Remittance basis to be denied for some non-doms’ dual contracts

Tue 28 Jan 2014

Changes announced in the Autumn Statement aim to prevent  non-doms from using artificially constructed dual contracts to channel remuneration derived from UK employment through overseas employments to avoid UK tax by claiming the remittance basis. The changes included in the draft Finance Bill, which are subject to consultation, will exclude  directors, senior employees and the most highly paid employees (referred to as “relevant employees”) from claiming remittance basis on ‘chargeable overseas earnings’, ‘foreign securities income’ and certain foreign employment income provided through a third party.

Instead they will be taxable on their overseas income as they receive it instead of when they remit it to the UK. The changes are due to apply from 6 April 2014.

Three conditions for excluding income from the remittance basis

The exclusions will apply where the following three conditions all apply:

  • the individual has both UK and overseas employment(s) with the same employer or with a UK employer and an “associated” overseas employer(s);
  • the UK and overseas employment(s) are “related”; and
  • the rate of foreign tax on the overseas employment income eligible for tax credit relief is less than 75 per cent of the UK’s top rate (currently 45%, so the rate of foreign tax needs to be at least 33.75%) – so foreign earnings taxed abroad above this 75% threshold will not be affected.  

Associated employers and related employments

Two employers are associated if one controls the other or they are under common control. Directors, senior employees and the highest paid employees of associated companies are all automatically deemed to be in related employment.
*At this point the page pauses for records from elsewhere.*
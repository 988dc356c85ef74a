//! Stage 2: catalog of conceptual mistakes.

use serde::{Deserialize, Serialize};
use serde_json::{json, Map, Value};
use std::cmp::Ordering;
use std::collections::HashSet;
use std::sync::Arc;

use super::{unpack, StageRun, TopicFocus};
use crate::llm::{ModelInvoker, ModelTier, ToolDefinition};
use crate::prompts;
use crate::rewards::RewardScorer;

/// Default number of catalog entries.
pub const DEFAULT_CATALOG_SIZE: usize = 6;

/// How much a mistake hurts the result.
#[derive(Debug, Clone, Copy, PartialEq, Eq, PartialOrd, Ord, Hash, Serialize, Deserialize)]
pub enum Impact {
    Minor,
    Moderate,
    Major,
}

impl Impact {
    pub fn parse(value: &str) -> Option<Self> {
        match value.trim().to_lowercase().as_str() {
            "minor" => Some(Impact::Minor),
            "moderate" => Some(Impact::Moderate),
            "major" => Some(Impact::Major),
            _ => None,
        }
    }
}

/// One conceptual mistake.
#[derive(Debug, Clone, PartialEq, Serialize, Deserialize)]
pub struct CatalogEntry {
    pub mistake: String,
    pub why_wrong: String,
    /// What the mistake looks like in an answer.
    #[serde(alias = "code_pattern")]
    pub match_hint: String,
    pub impact: Impact,
    pub domain_specific: bool,
    pub likelihood_strong_avoids: f64,
    pub likelihood_weak_makes: f64,
}

/// Fixed-size set of named mistakes.
#[derive(Debug, Clone, Default, PartialEq, Serialize, Deserialize)]
#[serde(transparent)]
pub struct ErrorCatalog {
    entries: Vec<CatalogEntry>,
}

impl ErrorCatalog {
    /// Accept the raw `errors` list whole, or report every violation.
    pub fn from_object(object: &Map<String, Value>, expected_size: usize) -> Result<Self, Vec<String>> {
        let Some(items) = object.get("errors").and_then(Value::as_array) else {
            return Err(vec!["`errors` must be a list of catalog entries.".to_string()]);
        };

        let mut issues = Vec::new();
        if items.len() != expected_size {
            issues.push(format!(
                "Catalog must contain exactly {} mistakes (found {}).",
                expected_size,
                items.len()
            ));
        }

        let mut seen = HashSet::new();
        let mut entries = Vec::with_capacity(items.len());
        for (index, item) in items.iter().enumerate() {
            match parse_entry(item) {
                Ok(entry) => {
                    if !seen.insert(entry.mistake.to_lowercase()) {
                        issues.push(format!("Mistake '{}' is listed more than once.", entry.mistake));
                    }
                    entries.push(entry);
                }
                Err(reason) => issues.push(format!("Entry {}: {}", index + 1, reason)),
            }
        }

        if issues.is_empty() {
            Ok(Self { entries })
        } else {
            Err(issues)
        }
    }

    pub fn entries(&self) -> &[CatalogEntry] {
        &self.entries
    }

    pub fn len(&self) -> usize {
        self.entries.len()
    }

    pub fn is_empty(&self) -> bool {
        self.entries.is_empty()
    }

    /// Mistake names in catalog order.
    pub fn names(&self) -> Vec<String> {
        self.entries.iter().map(|e| e.mistake.clone()).collect()
    }

    /// Canonical spelling of a mistake name, matched case-insensitively.
    ///
    /// Uses the same folding as the uniqueness check in [`Self::from_object`].
    pub fn canonical_name(&self, name: &str) -> Option<&str> {
        let name = name.trim().to_lowercase();
        self.entries
            .iter()
            .find(|e| e.mistake.to_lowercase() == name)
            .map(|e| e.mistake.as_str())
    }

    /// Entries by impact, then by how likely the weak tier is to make them.
    pub fn ranked(&self) -> Vec<&CatalogEntry> {
        let mut ranked: Vec<&CatalogEntry> = self.entries.iter().collect();
        ranked.sort_by(|a, b| {
            b.impact.cmp(&a.impact).then_with(|| {
                b.likelihood_weak_makes
                    .partial_cmp(&a.likelihood_weak_makes)
                    .unwrap_or(Ordering::Equal)
            })
        });
        ranked
    }
}

fn parse_entry(item: &Value) -> Result<CatalogEntry, String> {
    let object = item.as_object().ok_or("must be an object")?;
    let text = |key: &str| {
        object
            .get(key)
            .and_then(Value::as_str)
            .map(str::trim)
            .filter(|s| !s.is_empty())
            .map(str::to_string)
    };

    let mistake = text("mistake").ok_or("`mistake` must be a non-empty string")?;
    let why_wrong = text("why_wrong").ok_or_else(|| format!("'{}' needs `why_wrong`", mistake))?;
    let match_hint = text("match_hint")
        .or_else(|| text("code_pattern"))
        .ok_or_else(|| format!("'{}' needs `match_hint`", mistake))?;
    let impact = object
        .get("impact")
        .and_then(Value::as_str)
        .and_then(Impact::parse)
        .ok_or_else(|| format!("'{}' has an impact outside Minor/Moderate/Major", mistake))?;
    let domain_specific = object
        .get("domain_specific")
        .and_then(Value::as_bool)
        .unwrap_or(false);

    let likelihood = |key: &str| -> Result<f64, String> {
        match object.get(key).and_then(Value::as_f64) {
            Some(v) if (0.0..=1.0).contains(&v) => Ok(v),
            Some(v) => Err(format!("'{}' has {} = {} outside [0, 1]", mistake, key, v)),
            None => Err(format!("'{}' needs a numeric `{}`", mistake, key)),
        }
    };
    let likelihood_strong_avoids = likelihood("likelihood_strong_avoids")?;
    let likelihood_weak_makes = likelihood("likelihood_weak_makes")?;

    Ok(CatalogEntry {
        mistake,
        why_wrong,
        match_hint,
        impact,
        domain_specific,
        likelihood_strong_avoids,
        likelihood_weak_makes,
    })
}

fn catalog_tool(size: usize) -> ToolDefinition {
    ToolDefinition::function(
        "error_catalog",
        "Return a catalog of conceptual mistakes a weaker model is likely to make",
        json!({
            "type": "object",
            "properties": {
                "errors": {
                    "type": "array",
                    "minItems": size,
                    "maxItems": size,
                    "items": {
                        "type": "object",
                        "properties": {
                            "mistake": { "type": "string" },
                            "why_wrong": { "type": "string" },
                            "match_hint": { "type": "string" },
                            "impact": { "type": "string", "enum": ["Minor", "Moderate", "Major"] },
                            "domain_specific": { "type": "boolean" },
                            "likelihood_strong_avoids": { "type": "number", "minimum": 0, "maximum": 1 },
                            "likelihood_weak_makes": { "type": "number", "minimum": 0, "maximum": 1 }
                        },
                        "required": [
                            "mistake", "why_wrong", "match_hint", "impact",
                            "domain_specific", "likelihood_strong_avoids", "likelihood_weak_makes"
                        ]
                    }
                }
            },
            "required": ["errors"],
        }),
    )
}

/// Produces an [`ErrorCatalog`] for a topic focus.
pub struct CatalogStage {
    invoker: Arc<ModelInvoker>,
    scorer: RewardScorer,
    size: usize,
}

impl CatalogStage {
    pub fn new(invoker: Arc<ModelInvoker>, scorer: RewardScorer) -> Self {
        Self {
            invoker,
            scorer,
            size: DEFAULT_CATALOG_SIZE,
        }
    }

    /// Set the required catalog size (at least 1).
    pub fn with_size(mut self, size: usize) -> Self {
        self.size = size.max(1);
        self
    }

    pub async fn generate(&self, focus: &TopicFocus) -> StageRun<ErrorCatalog> {
        let tier = ModelTier::Strong;
        let prompt = prompts::build_catalog_prompt(focus, self.size);
        let reply = unpack(
            self.invoker
                .invoke_structured(tier, &prompt, catalog_tool(self.size))
                .await,
        );
        let rewards = self.scorer.score_catalog(&reply.value(), self.size);

        let (output, issues) = match reply.object.as_ref() {
            Ok(object) => match ErrorCatalog::from_object(object, self.size) {
                Ok(catalog) => (Some(catalog), Vec::new()),
                Err(issues) => (None, issues),
            },
            Err(reason) => (None, vec![reason.clone()]),
        };
        if !issues.is_empty() {
            tracing::warn!(subtopic = %focus.subtopic, issues = ?issues, "Rejected error catalog");
        }

        StageRun {
            output,
            tier,
            model: self.invoker.model_for(tier).to_string(),
            raw_output: reply.raw,
            issues,
            rewards,
        }
    }
}

#[cfg(test)]
mod tests {
    use super::*;
    use crate::difficulty::DifficultyLevel;
    use crate::stages::test_support::{invoker, Scripted, ScriptedProvider};

    fn entry(name: &str, impact: &str, weak: f64) -> Value {
        json!({
            "mistake": name,
            "why_wrong": "It breaks an invariant.",
            "match_hint": "look for the unchecked index",
            "impact": impact,
            "domain_specific": true,
            "likelihood_strong_avoids": 0.9,
            "likelihood_weak_makes": weak,
        })
    }

    fn six() -> Value {
        json!({ "errors": [
            entry("Off-by-one loop bound", "Major", 0.7),
            entry("Ignoring empty input", "Moderate", 0.8),
            entry("Mutating while iterating", "Major", 0.9),
            entry("Integer overflow", "Minor", 0.5),
            entry("Wrong equality semantics", "Moderate", 0.4),
            entry("Leaking file handles", "Minor", 0.3),
        ]})
    }

    fn object(value: Value) -> Map<String, Value> {
        value.as_object().cloned().expect("object")
    }

    #[test]
    fn test_accepts_six_distinct_entries() {
        let catalog = ErrorCatalog::from_object(&object(six()), 6).expect("valid");
        assert_eq!(catalog.len(), 6);
        assert_eq!(catalog.canonical_name("integer OVERFLOW"), Some("Integer overflow"));
        assert_eq!(catalog.canonical_name("unknown"), None);
    }

    #[test]
    fn test_non_ascii_names_fold_like_uniqueness() {
        let raw = json!({ "errors": [
            entry("Überlauf im Zähler", "Major", 0.7),
            entry("Ignoring empty input", "Moderate", 0.8),
            entry("Mutating while iterating", "Major", 0.9),
            entry("Integer overflow", "Minor", 0.5),
            entry("Wrong equality semantics", "Moderate", 0.4),
            entry("Leaking file handles", "Minor", 0.3),
        ]});
        let catalog = ErrorCatalog::from_object(&object(raw), 6).expect("valid");
        assert_eq!(catalog.canonical_name(" ÜBERLAUF IM ZÄHLER "), Some("Überlauf im Zähler"));

        let mut duplicate = six();
        duplicate["errors"][5] = entry("ÜBERLAUF im zähler", "Minor", 0.3);
        duplicate["errors"][0] = entry("überlauf IM Zähler", "Major", 0.7);
        let issues = ErrorCatalog::from_object(&object(duplicate), 6).expect_err("duplicate");
        assert!(issues.iter().any(|i| i.contains("listed more than once")));
    }

    #[test]
    fn test_rejects_wrong_size_and_duplicates() {
        let mut raw = six();
        raw["errors"][5] = entry("off-by-one LOOP bound", "Minor", 0.1);
        raw["errors"].as_array_mut().expect("array").push(entry("Extra", "Minor", 0.1));

        let issues = ErrorCatalog::from_object(&object(raw), 6).expect_err("invalid");
        assert_eq!(issues[0], "Catalog must contain exactly 6 mistakes (found 7).");
        assert!(issues.contains(&"Mistake 'off-by-one LOOP bound' is listed more than once.".to_string()));
    }

    #[test]
    fn test_rejects_out_of_range_likelihood() {
        let mut raw = six();
        raw["errors"][2]["likelihood_weak_makes"] = json!(1.5);
        let issues = ErrorCatalog::from_object(&object(raw), 6).expect_err("invalid");
        assert_eq!(issues.len(), 1);
        assert!(issues[0].starts_with("Entry 3:"));
    }

    #[test]
    fn test_legacy_code_pattern_alias() {
        let mut raw = six();
        let first = raw["errors"][0].as_object_mut().expect("object");
        let hint = first.remove("match_hint").expect("hint");
        first.insert("code_pattern".to_string(), hint);

        let catalog = ErrorCatalog::from_object(&object(raw), 6).expect("valid");
        assert_eq!(catalog.entries()[0].match_hint, "look for the unchecked index");

        let decoded: CatalogEntry = serde_json::from_value(json!({
            "mistake": "m", "why_wrong": "w", "code_pattern": "p", "impact": "Minor",
            "domain_specific": false, "likelihood_strong_avoids": 0.1, "likelihood_weak_makes": 0.2
        }))
        .expect("alias deserializes");
        assert_eq!(decoded.match_hint, "p");
    }

    #[test]
    fn test_ranked_orders_by_impact_then_weak_likelihood() {
        let catalog = ErrorCatalog::from_object(&object(six()), 6).expect("valid");
        let ranked: Vec<&str> = catalog.ranked().iter().map(|e| e.mistake.as_str()).collect();
        assert_eq!(
            ranked,
            vec![
                "Mutating while iterating",
                "Off-by-one loop bound",
                "Ignoring empty input",
                "Wrong equality semantics",
                "Integer overflow",
                "Leaking file handles",
            ]
        );
    }

    #[tokio::test]
    async fn test_stage_rejects_short_catalog() {
        let mut raw = six();
        raw["errors"].as_array_mut().expect("array").truncate(4);
        let provider = ScriptedProvider::new(vec![Scripted::Tool(raw)]);
        let stage = CatalogStage::new(invoker(provider), RewardScorer::default());
        let focus = TopicFocus {
            topic: "Rust".to_string(),
            subtopic: "Iterator invalidation hazards".to_string(),
            difficulty: DifficultyLevel::Intermediate,
        };

        let run = stage.generate(&focus).await;
        assert!(!run.succeeded());
        assert_eq!(run.issues, vec!["Catalog must contain exactly 6 mistakes (found 4).".to_string()]);
        assert!(run.rewards.pass_rate() < 1.0);
    }
}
Employments will be “related” if any of the following conditions apply:

  • it is reasonable to suppose that the employee would not hold one without the other, both will end at the same time or one must end when the other ends;
  • the terms of one employment operate to any extent by reference to the other;
  • the duties of the employments are linked or interdependent;
  • the duties of the employments are wholly or mainly of the same type (ignoring the fact that they may be performed (wholly or partly) in different locations); or
  • they wholly or mainly involve the same customers or clients;

There is currently no ‘get out’ for arrangements which are not tax motivated.  However, income falling within the three year qualifying period for overseas workday relief will not be affected.

There may be scope for assessing whether changes should be made to the terms of contracts before 6 April 2014 especially if income due after 5 April 2014 can be brought forward.

The UK is not the only country to have proposed measures such as this. Therefore the world-wide tax consequences need to be considered before any action is taken.